The same article describes experiments that show users tend to smoke less when the quality is good. It also quotes US government statistics that show patients entering US emergency rooms with cannabis in their system have increased 19 percent in the last two years.

Closer to home, an analysis by the National Drug and Alcohol Research Centre (NDARC) at the University of New South Wales, published in July this year, found that that, on average, cannabis smoked by Australians is of similar high potency to that found in studies overseas and that levels of CBD, “which may ameliorate some of the harmful effects of THC”, are extremely low.

“These results suggest the profile of cannabis currently used in Australia may make some users vulnerable to mental health problems,” says study leader and NDARC lecturer Dr Wendy Swift, and it would be reasonable to assume the same applies in New Zealand.

She continues, “The high THC/low CBD profile of Australian cannabis has been linked to increased risks for cannabis dependence, increases in treatment seeking and increased vulnerability to psychosis.

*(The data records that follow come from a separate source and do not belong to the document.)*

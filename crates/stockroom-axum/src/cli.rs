//! Command-line configuration.
//!
//! Every flag falls back to an environment variable (a `.env` file is
//! loaded first by the binary), then to a built-in default.

use std::net::SocketAddr;

use clap::Parser;

use crate::bootstrap::{
    CorsConfig, DEFAULT_COLLECTION, DEFAULT_LISTEN_ADDR, DEFAULT_MAX_CONNECTIONS,
    DEFAULT_STORE_URL, ServerConfig,
};

/// Serve the article catalogue over HTTP.
#[derive(Parser, Debug)]
#[command(name = "stockroom")]
#[command(about = "Serve the article catalogue over HTTP/JSON")]
#[command(version)]
pub struct Cli {
    /// Document store address (`SQLite` URL)
    #[arg(long, env = "STOCKROOM_STORE_URL", default_value = DEFAULT_STORE_URL)]
    pub store_url: String,

    /// Address to listen on
    #[arg(long, env = "STOCKROOM_LISTEN", default_value = DEFAULT_LISTEN_ADDR)]
    pub listen: SocketAddr,

    /// Collection holding articles
    #[arg(long, env = "STOCKROOM_COLLECTION", default_value = DEFAULT_COLLECTION)]
    pub collection: String,

    /// Maximum pooled store connections
    #[arg(long, env = "STOCKROOM_MAX_CONNECTIONS", default_value_t = DEFAULT_MAX_CONNECTIONS)]
    pub max_connections: u32,

    /// Allowed CORS origin (repeatable); all origins when omitted
    #[arg(
        long = "allow-origin",
        env = "STOCKROOM_ALLOW_ORIGINS",
        value_delimiter = ','
    )]
    pub allow_origins: Vec<String>,
}

impl Cli {
    /// Convert parsed arguments into a server configuration.
    pub fn into_config(self) -> ServerConfig {
        let config = ServerConfig {
            listen_addr: self.listen,
            store_url: self.store_url,
            collection: self.collection,
            max_connections: self.max_connections,
            cors: CorsConfig::AllowAll,
        };

        if self.allow_origins.is_empty() {
            config
        } else {
            config.with_allowed_origins(self.allow_origins)
        }
    }
}
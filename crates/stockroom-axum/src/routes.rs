//! Route definitions and router construction.

use axum::Router;
use axum::http::HeaderValue;
use axum::routing::get;
use std::sync::Arc;
use tower_http::cors::{Any, CorsLayer};
use tower_http::trace::TraceLayer;

use crate::bootstrap::{AxumContext, CorsConfig};
use crate::handlers;
use crate::state::AppState;

/// Build CORS layer from configuration.
fn build_cors_layer(config: &CorsConfig) -> CorsLayer {
    match config {
        CorsConfig::AllowAll => CorsLayer::new()
            .allow_origin(Any)
            .allow_methods(Any)
            .allow_headers(Any),
        CorsConfig::AllowOrigins(origins) => {
            let allowed: Vec<HeaderValue> = origins.iter().filter_map(|o| o.parse().ok()).collect();
            CorsLayer::new()
                .allow_origin(allowed)
                .allow_methods(Any)
                .allow_headers(Any)
        }
    }
}

/// Article routes.
///
/// Axum 0.8 uses brace syntax for path parameters: `{code}`, `{category}`.
/// `/articles/category/{category}` has more segments than `/articles/{code}`,
/// so the two never compete.
pub(crate) fn api_routes() -> Router<AppState> {
    Router::new()
        .route(
            "/articles",
            get(handlers::articles::list).post(handlers::articles::create),
        )
        .route(
            "/articles/{code}",
            get(handlers::articles::get)
                .put(handlers::articles::replace)
                .delete(handlers::articles::remove),
        )
        .route(
            "/articles/category/{category}",
            get(handlers::articles::list_by_category),
        )
}

/// Create the main Axum router with all routes, tracing and CORS applied.
pub fn create_router(ctx: AxumContext, cors_config: &CorsConfig) -> Router {
    let state: AppState = Arc::new(ctx);

    Router::new()
        .route("/health", get(health_check))
        .merge(api_routes())
        .method_not_allowed_fallback(handlers::method_not_allowed)
        .fallback(handlers::not_found)
        .with_state(state)
        .layer(TraceLayer::new_for_http())
        .layer(build_cors_layer(cors_config))
}

/// Health check endpoint.
pub(crate) async fn health_check() -> &'static str {
    "OK"
}
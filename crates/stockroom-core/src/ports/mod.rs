//! Port definitions (trait abstractions) for external systems.
//!
//! Ports define the interfaces that the core domain expects from infrastructure.
//! They contain no implementation details and use only domain types.
//!
//! # Design Rules
//!
//! - No `sqlx` types in any signature
//! - Store outcomes are typed (`StoreError`), never driver error values

pub mod document_store;

use thiserror::Error;

pub use document_store::{Document, DocumentStore, Filter, ScopedHandle};

#[cfg(test)]
pub use document_store::{MockDocumentStore, MockScopedHandle};

/// Domain-specific errors for document store operations.
///
/// This error type abstracts away storage implementation details (e.g., sqlx errors)
/// and lets services match exhaustively on store outcomes.
#[derive(Debug, Error)]
pub enum StoreError {
    /// No document matched the filter.
    #[error("Not found: {0}")]
    NotFound(String),

    /// A unique index rejected the write.
    #[error("Already exists: {0}")]
    AlreadyExists(String),

    /// Storage backend error (connection, query, schema).
    #[error("Storage error: {0}")]
    Storage(String),

    /// A document could not be encoded or decoded.
    #[error("Serialization error: {0}")]
    Serialization(String),
}
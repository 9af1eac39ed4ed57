//! Axum server bootstrap - the composition root.
//!
//! This module is the ONLY place where infrastructure is wired together
//! for the web adapter. The document store is connected here and handed to
//! the article service as a capability; nothing else holds it globally.

use std::net::{Ipv4Addr, SocketAddr};
use std::sync::Arc;

use anyhow::{Context, Result};
use stockroom_core::ArticleService;
use stockroom_db::SqliteDocumentStore;
use tokio::net::TcpListener;
use tracing::{info, warn};

/// Default store address.
pub const DEFAULT_STORE_URL: &str = "sqlite://stockroom.db";
/// Default listen address.
pub const DEFAULT_LISTEN_ADDR: &str = "127.0.0.1:8099";
/// Default collection holding articles.
pub const DEFAULT_COLLECTION: &str = "articles";
/// Default size of the store connection pool.
pub const DEFAULT_MAX_CONNECTIONS: u32 = 8;

/// CORS configuration for the web server.
#[derive(Debug, Clone, Default, PartialEq, Eq)]
pub enum CorsConfig {
    /// Allow all origins (development mode).
    #[default]
    AllowAll,
    /// Allow specific origins (production mode).
    AllowOrigins(Vec<String>),
}

/// Server configuration for the Axum adapter.
#[derive(Debug, Clone)]
pub struct ServerConfig {
    /// Address the HTTP listener binds to.
    pub listen_addr: SocketAddr,
    /// Document store address (a `SQLite` URL).
    pub store_url: String,
    /// Collection holding articles.
    pub collection: String,
    /// Upper bound on pooled store connections (concurrent requests
    /// touching the store).
    pub max_connections: u32,
    /// CORS configuration.
    pub cors: CorsConfig,
}

impl ServerConfig {
    /// Create config with default values.
    pub fn with_defaults() -> Self {
        Self {
            listen_addr: SocketAddr::from((Ipv4Addr::LOCALHOST, 8099)),
            store_url: DEFAULT_STORE_URL.to_string(),
            collection: DEFAULT_COLLECTION.to_string(),
            max_connections: DEFAULT_MAX_CONNECTIONS,
            cors: CorsConfig::default(),
        }
    }

    /// Set CORS to allow specific origins.
    #[must_use]
    pub fn with_allowed_origins(mut self, origins: Vec<String>) -> Self {
        self.cors = CorsConfig::AllowOrigins(origins);
        self
    }
}

/// Application context for the Axum adapter.
pub struct AxumContext {
    /// Article resource mapper shared by every handler.
    pub articles: Arc<ArticleService>,
    /// The store behind `articles`, kept for shutdown.
    pub store: SqliteDocumentStore,
}

/// Bootstrap the server: connect the store and prepare the article service.
///
/// Fails if the store is unreachable or the unique index on the article
/// code cannot be installed; the server must not start in either case.
pub async fn bootstrap(config: &ServerConfig) -> Result<AxumContext> {
    let store = stockroom_db::connect(&config.store_url, config.max_connections).await?;
    bootstrap_with_store(store, &config.collection).await
}

/// Bootstrap over an already connected store.
pub async fn bootstrap_with_store(
    store: SqliteDocumentStore,
    collection: &str,
) -> Result<AxumContext> {
    let articles = Arc::new(ArticleService::new(Arc::new(store.clone()), collection));

    articles
        .ensure_indexes()
        .await
        .with_context(|| format!("Failed to ensure unique article code index on '{collection}'"))?;

    Ok(AxumContext { articles, store })
}

/// Start the web server and run until a shutdown signal arrives.
pub async fn start_server(config: ServerConfig) -> Result<()> {
    let ctx = bootstrap(&config).await?;
    let store = ctx.store.clone();
    let app = crate::routes::create_router(ctx, &config.cors);

    let listener = TcpListener::bind(config.listen_addr)
        .await
        .with_context(|| format!("Failed to bind {}", config.listen_addr))?;

    info!(
        "stockroom listening on http://{} (collection '{}')",
        listener.local_addr()?,
        config.collection
    );

    axum::serve(listener, app)
        .with_graceful_shutdown(shutdown_signal())
        .await?;

    store.close().await;
    info!("stockroom stopped");
    Ok(())
}

/// Resolves on Ctrl-C, or SIGTERM on Unix.
async fn shutdown_signal() {
    let ctrl_c = async {
        if let Err(e) = tokio::signal::ctrl_c().await {
            warn!("Failed to listen for Ctrl-C: {}", e);
            std::future::pending::<()>().await;
        }
    };

    #[cfg(unix)]
    let terminate = async {
        use tokio::signal::unix::{SignalKind, signal};
        match signal(SignalKind::terminate()) {
            Ok(mut sigterm) => {
                sigterm.recv().await;
            }
            Err(e) => {
                warn!("Failed to listen for SIGTERM: {}", e);
                std::future::pending::<()>().await;
            }
        }
    };

    #[cfg(not(unix))]
    let terminate = std::future::pending::<()>();

    tokio::select! {
        () = ctrl_c => {},
        () = terminate => {},
    }

    info!("Shutdown signal received, draining requests");
}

“There is still little research on the impact of potency on these issues, and we need to know more about the factors which affect how people respond to the drug. It is important that we have a national routine monitoring system to assess trends in the profile of cannabis and to better understand its relationship with health outcomes.”

Recent major policy responses in several countries have reflected the high-potency health concerns. For example, when reclassifying cannabis as a category Class B in 2008, the UK Home Office said, “The significant increase in both the market share of higher than average potency cannabis and its actual potency in the last few years in the UK are compelling factors.”

In Holland in 2011, the Garretsen Commission recommended that cannabis with a THC level of greater than 15 percent be classified as a “hard drug”. The commission said this was due to the high THC levels in contemporary Dutch cannabis, which “increased the risks for public health”.

Cracking down on a problem in the hopes of legislating it away is certainly one approach, but when people are already doing something illegal because they enjoy it, making it even more illegal doesn’t seem all that effective as a deterrent. And as long as a largely uneducated market equates high THC levels with quality, that’s exactly what growers will work to produce in an unregulated environment.

That has policy implications for a country like ours whose most recent drug legislation reflects the understanding that drug use is inevitable and that minimising harm should be a priority. New Zealand may be world leaders in one regard, but there may be some things we could still learn in another.

In overseas jurisdictions where cannabis is legal for either recreational or medical use, various cannabis products come with content description labels that say what sorts of cannabinoids they contain, how much of each is present and what their effects are likely to be. This could be an effective way of reducing consumption (and therefore production) of high THC strains because the market would become much more aware that THC potency is not the be all and end all of enjoying cannabis.

This strain helps with insomnia. This one produces a mellow high and is good if you tend to get paranoid. This one works well if you eat it.

Food for thought.

Rob Zorn is a Wellington-based writer.